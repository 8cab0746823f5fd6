use std::sync::Arc;

use axum::extract::ws::WebSocketUpgrade;
use axum::extract::{Path, State};
use axum::http::StatusCode;
use axum::response::IntoResponse;
use axum::Json;
use serde::Deserialize;
use tracing::{debug, info, warn};

use trellis_core::error::TrellisError;
use trellis_core::types::RunId;

use crate::connection;
use crate::middleware::Authenticated;
use crate::state::AppState;

fn error_status(e: &TrellisError) -> StatusCode {
    match e {
        TrellisError::WorkflowNotFound(_)
        | TrellisError::RunNotFound(_)
        | TrellisError::NodeNotFound(_)
        | TrellisError::AlreadyResumed(_) => StatusCode::NOT_FOUND,
        TrellisError::NotAwaitingApproval(_) => StatusCode::CONFLICT,
        TrellisError::Validation(_) => StatusCode::UNPROCESSABLE_ENTITY,
        _ => StatusCode::INTERNAL_SERVER_ERROR,
    }
}

/// Load the workflow and check the caller may touch it.
fn authorize_workflow(
    state: &AppState,
    auth: &crate::auth::AuthResult,
    workflow_id: &str,
) -> Result<(), StatusCode> {
    let workflow = state
        .store
        .workflow(workflow_id)
        .map_err(|e| error_status(&e))?
        .ok_or(StatusCode::NOT_FOUND)?;
    if auth.master || workflow.owner == auth.subject {
        Ok(())
    } else {
        Err(StatusCode::FORBIDDEN)
    }
}

// GET /api/health — no auth required
pub async fn health() -> Json<serde_json::Value> {
    Json(serde_json::json!({
        "status": "ok",
        "version": env!("CARGO_PKG_VERSION"),
    }))
}

// POST /api/workflows/{id}/execute
pub async fn execute_workflow(
    Authenticated(auth): Authenticated,
    State(state): State<Arc<AppState>>,
    Path(workflow_id): Path<String>,
    Json(body): Json<serde_json::Value>,
) -> Result<Json<serde_json::Value>, StatusCode> {
    authorize_workflow(&state, &auth, &workflow_id)?;

    match state.coordinator.start_run(&workflow_id, body).await {
        Ok(run) => Ok(Json(serde_json::json!({ "run_id": run.id }))),
        Err(e) => {
            warn!(workflow_id, error = %e, "Execute failed");
            Err(error_status(&e))
        }
    }
}

#[derive(Deserialize)]
pub struct ApproveBody {
    pub decision: String,
}

// POST /api/workflows/{id}/runs/{run_id}/nodes/{node_id}/approve
pub async fn approve_node(
    Authenticated(auth): Authenticated,
    State(state): State<Arc<AppState>>,
    Path((workflow_id, run_id, node_id)): Path<(String, String, String)>,
    Json(body): Json<ApproveBody>,
) -> Result<Json<serde_json::Value>, StatusCode> {
    authorize_workflow(&state, &auth, &workflow_id)?;

    let decision = body.decision.trim().to_lowercase();
    if decision != "yes" && decision != "no" {
        return Err(StatusCode::BAD_REQUEST);
    }

    let run_id = RunId::from_string(run_id);
    match state
        .coordinator
        .resume_approval(&workflow_id, &run_id, &node_id, &decision)
        .await
    {
        Ok(()) => {
            info!(%run_id, node_id, decision, "Approval decision applied");
            Ok(Json(serde_json::json!({
                "success": true,
                "run_id": run_id,
            })))
        }
        Err(e) => {
            warn!(%run_id, error = %e, "Approve failed");
            Err(error_status(&e))
        }
    }
}

// POST /api/runs/{run_id}/replay
pub async fn replay_run(
    Authenticated(auth): Authenticated,
    State(state): State<Arc<AppState>>,
    Path(run_id): Path<String>,
) -> Result<Json<serde_json::Value>, StatusCode> {
    let run_id = RunId::from_string(run_id);
    let original = state
        .store
        .run(&run_id)
        .map_err(|e| error_status(&e))?
        .ok_or(StatusCode::NOT_FOUND)?;
    authorize_workflow(&state, &auth, &original.workflow_id)?;

    match state.coordinator.replay(&run_id).await {
        Ok(run) => Ok(Json(serde_json::json!({ "run_id": run.id }))),
        Err(e) => Err(error_status(&e)),
    }
}

// GET /api/workflows/{id}/runs
pub async fn list_runs(
    Authenticated(auth): Authenticated,
    State(state): State<Arc<AppState>>,
    Path(workflow_id): Path<String>,
) -> Result<Json<serde_json::Value>, StatusCode> {
    authorize_workflow(&state, &auth, &workflow_id)?;

    let runs = state
        .store
        .list_runs(&workflow_id)
        .map_err(|e| error_status(&e))?;
    Ok(Json(serde_json::json!({ "runs": runs })))
}

// GET /api/runs/{run_id}/ledger
pub async fn run_ledger(
    Authenticated(auth): Authenticated,
    State(state): State<Arc<AppState>>,
    Path(run_id): Path<String>,
) -> Result<Json<serde_json::Value>, StatusCode> {
    let run_id = RunId::from_string(run_id);
    let run = state
        .store
        .run(&run_id)
        .map_err(|e| error_status(&e))?
        .ok_or(StatusCode::NOT_FOUND)?;
    authorize_workflow(&state, &auth, &run.workflow_id)?;

    let entries = state.store.ledger(&run_id).map_err(|e| error_status(&e))?;
    Ok(Json(serde_json::json!({ "ledger": entries })))
}

// GET /api/ws/workflows/{id}?auth-token=… — WebSocket subscription
pub async fn ws_handler(
    ws: WebSocketUpgrade,
    Authenticated(auth): Authenticated,
    State(state): State<Arc<AppState>>,
    Path(workflow_id): Path<String>,
) -> Result<impl IntoResponse, StatusCode> {
    authorize_workflow(&state, &auth, &workflow_id)?;

    Ok(ws.on_upgrade(move |socket| async move {
        info!(workflow_id, "WebSocket client connected");
        connection::handle_connection(socket, workflow_id.clone(), state.bus.clone()).await;
        debug!(workflow_id, "WebSocket client disconnected");
    }))
}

* * * * * * * * *

ABOUT THIS TASK: Could you print the material above once more, exactly as it stands?

RESPONSE TO THIS TASK:
repository 8cab0746823f5fd6
use std::sync::Arc;

use axum::extract::ws::WebSocketUpgrade;
use axum::extract::{Path, State};
use axum::http::StatusCode;
use axum::response::IntoResponse;
use axum::Json;
use serde::Deserialize;
use tracing::{debug, info, warn};

use trellis_core::error::TrellisError;
use trellis_core::types::RunId;

use crate::connection;
use crate::middleware::Authenticated;
use crate::state::AppState;

fn error_status(e: &TrellisError) -> StatusCode {
    match e {
        TrellisError::WorkflowNotFound(_)
        | TrellisError::RunNotFound(_)
        | TrellisError::NodeNotFound(_)
        | TrellisError::AlreadyResumed(_) => StatusCode::NOT_FOUND,
        TrellisError::NotAwaitingApproval(_) => StatusCode::CONFLICT,
        TrellisError::Validation(_) => StatusCode::UNPROCESSABLE_ENTITY,
        _ => StatusCode::INTERNAL_SERVER_ERROR,
    }
}

/// Load the workflow and check the caller may touch it.
fn authorize_workflow(
    state: &AppState,
    auth: &crate::auth::AuthResult,
    workflow_id: &str,
) -> Result<(), StatusCode> {
    let workflow = state
        .store
        .workflow(workflow_id)
        .map_err(|e| error_status(&e))?
        .ok_or(StatusCode::NOT_FOUND)?;
    if auth.master || workflow.owner == auth.subject {
        Ok(())
    } else {
        Err(StatusCode::FORBIDDEN)
    }
}

// GET /api/health — no auth required
pub async fn health() -> Json<serde_json::Value> {
    Json(serde_json::json!({
        "status": "ok",
        "version": env!("CARGO_PKG_VERSION"),
    }))
}

// POST /api/workflows/{id}/execute
pub async fn execute_workflow(
    Authenticated(auth): Authenticated,
    State(state): State<Arc<AppState>>,
    Path(workflow_id): Path<String>,
    Json(body): Json<serde_json::Value>,
) -> Result<Json<serde_json::Value>, StatusCode> {
    authorize_workflow(&state, &auth, &workflow_id)?;

    match state.coordinator.start_run(&workflow_id, body).await {
        Ok(run) => Ok(Json(serde_json::json!({ "run_id": run.id }))),
        Err(e) => {
            warn!(workflow_id, error = %e, "Execute failed");
            Err(error_status(&e))
        }
    }
}

#[derive(Deserialize)]
pub struct ApproveBody {
    pub decision: String,
}

// POST /api/workflows/{id}/runs/{run_id}/nodes/{node_id}/approve
pub async fn approve_node(
    Authenticated(auth): Authenticated,
    State(state): State<Arc<AppState>>,
    Path((workflow_id, run_id, node_id)): Path<(String, String, String)>,
    Json(body): Json<ApproveBody>,
) -> Result<Json<serde_json::Value>, StatusCode> {
    authorize_workflow(&state, &auth, &workflow_id)?;

    let decision = body.decision.trim().to_lowercase();
    if decision != "yes" && decision != "no" {
        return Err(StatusCode::BAD_REQUEST);
    }

    let run_id = RunId::from_string(run_id);
    match state
        .coordinator
        .resume_approval(&workflow_id, &run_id, &node_id, &decision)
        .await
    {
        Ok(()) => {
            info!(%run_id, node_id, decision, "Approval decision applied");
            Ok(Json(serde_json::json!({
                "success": true,
                "run_id": run_id,
            })))
        }
        Err(e) => {
            warn!(%run_id, error = %e, "Approve failed");
            Err(error_status(&e))
        }
    }
}

// POST /api/runs/{run_id}/replay
pub async fn replay_run(
    Authenticated(auth): Authenticated,
    State(state): State<Arc<AppState>>,
    Path(run_id): Path<String>,
) -> Result<Json<serde_json::Value>, StatusCode> {
    let run_id = RunId::from_string(run_id);
    let original = state
        .store
        .run(&run_id)
        .map_err(|e| error_status(&e))?
        .ok_or(StatusCode::NOT_FOUND)?;
    authorize_workflow(&state, &auth, &original.workflow_id)?;

    match state.coordinator.replay(&run_id).await {
        Ok(run) => Ok(Json(serde_json::json!({ "run_id": run.id }))),
        Err(e) => Err(error_status(&e)),
    }
}

// GET /api/workflows/{id}/runs
pub async fn list_runs(
    Authenticated(auth): Authenticated,
    State(state): State<Arc<AppState>>,
    Path(workflow_id): Path<String>,
) -> Result<Json<serde_json::Value>, StatusCode> {
    authorize_workflow(&state, &auth, &workflow_id)?;

    let runs = state
        .store
        .list_runs(&workflow_id)
        .map_err(|e| error_status(&e))?;
    Ok(Json(serde_json::json!({ "runs": runs })))
}

// GET /api/runs/{run_id}/ledger
pub async fn run_ledger(
    Authenticated(auth): Authenticated,
    State(state): State<Arc<AppState>>,
    Path(run_id): Path<String>,
) -> Result<Json<serde_json::Value>, StatusCode> {
    let run_id = RunId::from_string(run_id);
    let run = state
        .store
        .run(&run_id)
        .map_err(|e| error_status(&e))?
        .ok_or(StatusCode::NOT_FOUND)?;
    authorize_workflow(&state, &auth, &run.workflow_id)?;

    let entries = state.store.ledger(&run_id).map_err(|e| error_status(&e))?;
    Ok(Json(serde_json::json!({ "ledger": entries })))
}

// GET /api/ws/workflows/{id}?auth-token=… — WebSocket subscription
pub async fn ws_handler(
    ws: WebSocketUpgrade,
    Authenticated(auth): Authenticated,
    State(state): State<Arc<AppState>>,
    Path(workflow_id): Path<String>,
) -> Result<impl IntoResponse, StatusCode> {
    authorize_workflow(&state, &auth, &workflow_id)?;

    Ok(ws.on_upgrade(move |socket| async move {
        info!(workflow_id, "WebSocket client connected");
        connection::handle_connection(socket, workflow_id.clone(), state.bus.clone()).await;
        debug!(workflow_id, "WebSocket client disconnected");
    }))
}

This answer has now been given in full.